A teoria da informação e a contribuição de um gerenciador fiscal à governança

A teoria da informação e a contribuição de um gerenciador fiscal à governança

Por Rogério Negruni, Diretor Presidente da Decision IT S.A.

A partir da entrada em operação do Sistema Público de Escrituração Digital – conhecido como o SPED, os indicadores da Receita Federal de 2014 apontam 95% de assertividade na seleção dos processos fiscalizatórios, com base na conversão do estágio de fiscalização para autuação, considerando o conjunto anual de contribuintes indicados pela equipe de inteligência a sofrer um processo de auditoria fiscal.

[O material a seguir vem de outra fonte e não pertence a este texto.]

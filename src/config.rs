//! Configuration management with layered loading
//!
//! Precedence (lowest to highest):
//! 1. Compiled defaults
//! 2. Global config: `$XDG_CONFIG_HOME/pydev/pydev.toml`
//! 3. Local config: `<project_dir>/pydev.toml`
//! 4. Environment variables: `PYDEV_*` prefix

use std::collections::HashMap;
use std::path::{Path, PathBuf};

use config::{Config, ConfigError, Environment};
use directories::ProjectDirs;
use serde::{Deserialize, Serialize};
use tracing::debug;

use crate::application::ApplicationError;
use crate::domain::{expand_env_vars, ToolStep};

/// Name of the project-local config file.
pub const LOCAL_CONFIG_FILE: &str = "pydev.toml";

/// An external tool with its fixed leading arguments.
#[derive(Debug, Clone, Serialize, Deserialize, PartialEq, Eq)]
pub struct ToolSpec {
    pub program: String,
    #[serde(default)]
    pub args: Vec<String>,
}

impl ToolSpec {
    pub fn new(program: &str, args: &[&str]) -> Self {
        Self {
            program: program.to_string(),
            args: args.iter().map(|a| a.to_string()).collect(),
        }
    }

    /// Start a tool step with this program and its fixed arguments.
    pub fn to_step(&self) -> ToolStep {
        ToolStep::new(&self.program).args(self.args.iter().cloned())
    }
}

/// Lint tool chain, run in order over the package sources.
#[derive(Debug, Clone, Serialize, Deserialize, PartialEq, Eq)]
#[serde(default)]
pub struct LintConfig {
    pub tools: Vec<ToolSpec>,
}

impl Default for LintConfig {
    fn default() -> Self {
        Self {
            tools: vec![
                ToolSpec::new("isort", &[]),
                ToolSpec::new("black", &[]),
                ToolSpec::new("pylint", &[]),
                ToolSpec::new("mypy", &["--ignore-missing-imports"]),
            ],
        }
    }
}

/// Build-and-upload tool invocation.
#[derive(Debug, Clone, Serialize, Deserialize, PartialEq, Eq)]
#[serde(default)]
pub struct PublishConfig {
    /// Flag preceding the username
    pub username_flag: String,
    /// Flag preceding the password
    pub password_flag: String,
    pub tool: ToolSpec,
}

impl Default for PublishConfig {
    fn default() -> Self {
        Self {
            username_flag: "--username".into(),
            password_flag: "--password".into(),
            tool: ToolSpec::new("poetry", &["publish", "--build"]),
        }
    }
}

/// Raw lint config for intermediate parsing (`None` → not specified, inherit).
#[derive(Debug, Clone, Deserialize, Default)]
#[serde(default)]
pub struct RawLintConfig {
    pub tools: Option<Vec<ToolSpec>>,
}

/// Raw publish config for intermediate parsing.
#[derive(Debug, Clone, Deserialize, Default)]
#[serde(default)]
pub struct RawPublishConfig {
    pub tool: Option<ToolSpec>,
    pub username_flag: Option<String>,
    pub password_flag: Option<String>,
}

/// Raw settings for intermediate parsing.
#[derive(Debug, Clone, Deserialize, Default)]
#[serde(default)]
pub struct RawSettings {
    pub package: Option<String>,
    pub lint: RawLintConfig,
    pub publish: RawPublishConfig,
}

/// Unified configuration for pydev.
#[derive(Debug, Clone, Serialize, Deserialize, PartialEq, Eq)]
#[serde(default)]
pub struct Settings {
    /// Project root; tools run here and relative imports resolve from here
    pub project_dir: PathBuf,
    /// Package directory (relative to project_dir) that lint operates on
    pub package: String,
    pub lint: LintConfig,
    pub publish: PublishConfig,
}

impl Default for Settings {
    fn default() -> Self {
        Self {
            project_dir: PathBuf::from("."),
            package: "import_checker".into(),
            lint: LintConfig::default(),
            publish: PublishConfig::default(),
        }
    }
}

/// Get the XDG config directory for pydev.
pub fn global_config_dir() -> Option<PathBuf> {
    ProjectDirs::from("", "", "pydev").map(|dirs| dirs.config_dir().to_path_buf())
}

/// Get the path to the global config file.
pub fn global_config_path() -> Option<PathBuf> {
    global_config_dir().map(|dir| dir.join("pydev.toml"))
}

/// Get the path to the local config file in a project directory.
pub fn local_config_path(project_dir: &Path) -> PathBuf {
    project_dir.join(LOCAL_CONFIG_FILE)
}

/// Load a TOML file into RawSettings for manual merging.
fn load_raw_settings(path: &Path) -> Result<RawSettings, ApplicationError> {
    let content = std::fs::read_to_string(path).map_err(|e| ApplicationError::Config {
        message: format!("read {}: {}", path.display(), e),
    })?;
    toml::from_str(&content).map_err(|e| ApplicationError::Config {
        message: format!("parse {}: {}", path.display(), e),
    })
}

impl Settings {
    /// Absolute-or-relative path of the package directory.
    pub fn package_dir(&self) -> PathBuf {
        self.project_dir.join(&self.package)
    }

    /// Expand shell variables and tilde in path-like fields.
    fn expand_paths(&mut self) {
        let expanded = expand_env_vars(self.project_dir.to_string_lossy().as_ref());
        self.project_dir = PathBuf::from(expanded);
    }

    /// Overlay a raw layer. Specified fields win; tool lists are replaced wholesale.
    pub fn merge_with(&self, overlay: &RawSettings) -> Self {
        Self {
            project_dir: self.project_dir.clone(),
            package: overlay
                .package
                .clone()
                .unwrap_or_else(|| self.package.clone()),
            lint: LintConfig {
                tools: overlay
                    .lint
                    .tools
                    .clone()
                    .unwrap_or_else(|| self.lint.tools.clone()),
            },
            publish: PublishConfig {
                username_flag: overlay
                    .publish
                    .username_flag
                    .clone()
                    .unwrap_or_else(|| self.publish.username_flag.clone()),
                password_flag: overlay
                    .publish
                    .password_flag
                    .clone()
                    .unwrap_or_else(|| self.publish.password_flag.clone()),
                tool: overlay
                    .publish
                    .tool
                    .clone()
                    .unwrap_or_else(|| self.publish.tool.clone()),
            },
        }
    }

    /// Load settings with layered precedence.
    ///
    /// # Arguments
    /// * `project_dir` - Project root (default: cwd); its `pydev.toml` is the local layer
    pub fn load(project_dir: Option<&Path>) -> Result<Self, ApplicationError> {
        let mut current = Self::default();
        if let Some(dir) = project_dir {
            current.project_dir = dir.to_path_buf();
        }
        current.expand_paths();

        if let Some(global_path) = global_config_path() {
            if global_path.exists() {
                debug!("load: global config {}", global_path.display());
                let raw = load_raw_settings(&global_path)?;
                current = current.merge_with(&raw);
            }
        }

        let local_path = local_config_path(&current.project_dir);
        if local_path.exists() {
            debug!("load: local config {}", local_path.display());
            let raw = load_raw_settings(&local_path)?;
            current = current.merge_with(&raw);
        }

        Self::apply_env_overrides(current, None)
    }

    /// Apply PYDEV_* environment variables as explicit overrides.
    ///
    /// `env` replaces the process environment (for tests).
    fn apply_env_overrides(
        mut settings: Self,
        env: Option<HashMap<String, String>>,
    ) -> Result<Self, ApplicationError> {
        let config = Config::builder()
            .add_source(
                Environment::with_prefix("PYDEV")
                    .separator("__")
                    .source(env),
            )
            .build()
            .map_err(config_err)?;

        if let Ok(val) = config.get_string("package") {
            settings.package = val;
        }
        if let Ok(val) = config.get_string("publish.tool.program") {
            settings.publish.tool.program = val;
        }

        Ok(settings)
    }

    /// Show the effective configuration as TOML.
    pub fn to_toml(&self) -> Result<String, ApplicationError> {
        toml::to_string_pretty(self).map_err(|e| ApplicationError::Config {
            message: format!("serialize config: {e}"),
        })
    }

    /// Generate a template config file.
    pub fn template() -> String {
        r#"# pydev configuration
#
# Locations (by precedence, lowest to highest):
#   Global: ~/.config/pydev/pydev.toml
#   Local:  <project_dir>/pydev.toml
#   Env:    PYDEV_PACKAGE, PYDEV_PUBLISH__TOOL__PROGRAM
#
# Tool lists replace the lower layer entirely.

# Package directory that `pydev lint` operates on
# package = "import_checker"

# Lint tools, run in order; the package sources are appended to each
# [[lint.tools]]
# program = "isort"
#
# [[lint.tools]]
# program = "mypy"
# args = ["--ignore-missing-imports"]

[publish]
# Credentials come from PYPI_USERNAME / PYPI_PASSWORD
# username_flag = "--username"
# password_flag = "--password"

# [publish.tool]
# program = "poetry"
# args = ["publish", "--build"]
"#
        .to_string()
    }
}

fn config_err(e: ConfigError) -> ApplicationError {
    ApplicationError::Config {
        message: e.to_string(),
    }
}

#[cfg(test)]
mod tests {
    use super::*;

    #[test]
    fn given_defaults_when_created_then_has_makefile_tool_chain() {
        let settings = Settings::default();
        let programs: Vec<_> = settings
            .lint
            .tools
            .iter()
            .map(|t| t.program.as_str())
            .collect();
        assert_eq!(programs, vec!["isort", "black", "pylint", "mypy"]);
        assert_eq!(settings.lint.tools[3].args, vec!["--ignore-missing-imports"]);
        assert_eq!(settings.package, "import_checker");
        assert_eq!(settings.publish.tool.program, "poetry");
    }

    #[test]
    fn given_overlay_with_package_when_merge_then_only_package_changes() {
        let base = Settings::default();
        let overlay = RawSettings {
            package: Some("ast_import_checker".into()),
            ..Default::default()
        };

        let result = base.merge_with(&overlay);

        assert_eq!(result.package, "ast_import_checker");
        assert_eq!(result.lint, base.lint);
        assert_eq!(result.publish, base.publish);
    }

    #[test]
    fn given_overlay_with_tools_when_merge_then_replaces_list() {
        let base = Settings::default();
        let overlay = RawSettings {
            lint: RawLintConfig {
                tools: Some(vec![ToolSpec::new("ruff", &["check"])]),
            },
            ..Default::default()
        };

        let result = base.merge_with(&overlay);

        assert_eq!(result.lint.tools, vec![ToolSpec::new("ruff", &["check"])]);
    }

    #[test]
    fn given_env_map_when_apply_overrides_then_env_wins() {
        let mut env = HashMap::new();
        env.insert("PYDEV_PACKAGE".to_string(), "from_env".to_string());
        env.insert(
            "PYDEV_PUBLISH__TOOL__PROGRAM".to_string(),
            "twine".to_string(),
        );

        let settings = Settings::apply_env_overrides(Settings::default(), Some(env)).unwrap();

        assert_eq!(settings.package, "from_env");
        assert_eq!(settings.publish.tool.program, "twine");
    }

    #[test]
    fn given_empty_env_map_when_apply_overrides_then_unchanged() {
        let settings = Settings::apply_env_overrides(Settings::default(), Some(HashMap::new()))
            .unwrap();
        assert_eq!(settings, Settings::default());
    }

    #[test]
    fn given_tilde_in_project_dir_when_expand_paths_then_expands_to_home() {
        let mut settings = Settings {
            project_dir: PathBuf::from("~/project"),
            ..Default::default()
        };

        settings.expand_paths();

        let home = std::env::var("HOME").expect("HOME should be set");
        assert!(settings.project_dir.starts_with(&home));
    }

    #[test]
    fn given_template_when_parsed_then_is_valid_toml() {
        let raw: RawSettings = toml::from_str(&Settings::template()).unwrap();
        assert!(raw.package.is_none());
        assert!(raw.lint.tools.is_none());
    }

    #[test]
    fn given_settings_when_to_toml_then_round_trips() {
        let settings = Settings::default();
        let text = settings.to_toml().unwrap();
        let parsed: Settings = toml::from_str(&text).unwrap();
        assert_eq!(parsed, settings);
    }
}
//! CLI layer: argument parsing and command dispatch

pub mod args;
pub mod commands;
pub mod error;
pub mod output;

pub use args::{Cli, Commands, ImportsArgs};
pub use commands::Dispatcher;
pub use error::{CliError, CliResult};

Trata-se de um altíssimo índice de acerto na escolha do contribuinte a ser auditado, com viés de melhorar ainda mais nos próximos anos, em razão da manutenção do complexo arcabouço jurídico tributário, mas principalmente, porque os Fiscos se apropriaram com magistral sucesso do emprego da tecnologia da informação a seus intentos. A novidade transformou-se na principal ferramenta de produtividade dos auditores fiscais, explicando o contínuo crescimento anual, desde 2009, do montante arrecadado oriundo dos processos fiscalizatórios.

Contrapondo ao cenário em que bilhões de reais passam a ser recuperados mais rapidamente pela ação do Fisco, tornou-se missão importante aos contadores, especialistas, informatas dedicados ao tema fiscal, fornecedoras de soluções em TI para o SPED, entre tantos outros agentes, apresentar ao Controller das empresas, questionamentos embasados na teoria da informação, sobre os motivos que o levam a deixar de empregar uma ferramenta analítica, como um gerenciador fiscal integrado ao sistema de gestão empresarial (ERP). Tais informações transformadas em índices permitiriam ao Controller conhecer e mensurar o nível de incerteza do risco fiscal da empresa e, por conseguinte, gerenciá-lo no intuito de o enquadrar nos limites do planejamento estratégico. Do contrário, ao se contentar com os índices a partir das informações resultantes da aplicação das regras validadoras do Programa Validador e Assinador (PVA) fornecido pelo próprio Fisco, ou de testes por amostragem aplicados pela auditoria externa sobre as escriturações encaminhadas ao SPED, mantém-se em nível elevado o grau de incerteza sobre o comportamento do risco fiscal da Cia, em razão da ausência de informações completas para seu reconhecimento e mensuração.

Na teoria da informação encontra-se o embasamento dos fundamentos teóricos e inspiradores à revisão crítica quanto a necessidade de medir os potenciais benefícios do investimento no ativo intangível Segurança Fiscal, como também questionar a tradicional assumpção de alta incerteza sobre o risco fiscal da Cia, justificada pelo alto custo de um projeto para implementação de um sistema especialista, capaz de gerar a informação desconhecida.

Conclui-se que o investimento na geração de informações necessárias para que o Controller trabalhe na redução da incerteza e conheça o nível de risco quanto à segurança fiscal a que a empresa está sujeita no período decadencial, possui um teto de valor que deve ser percebido pela gestão, como proporcional ao tamanho das multas e montantes de impostos contingenciais que seriam evitados no caso de eventual processo fiscalizatório.

Espera-se que os acionistas, o conselho fiscal e os diretores avaliem na forma consagrada pela teoria já citada, o valor de toda informação capaz de reduzir o nível de incertezas assumido nos futuros balanços da empresa, bem como de aumentar o grau de conhecimento do Controller e da Auditoria Interna sobre os indicadores de riscos incorridos diante das várias escriturações fiscais digitais mensalmente entregues e auditadas pelos Fiscos.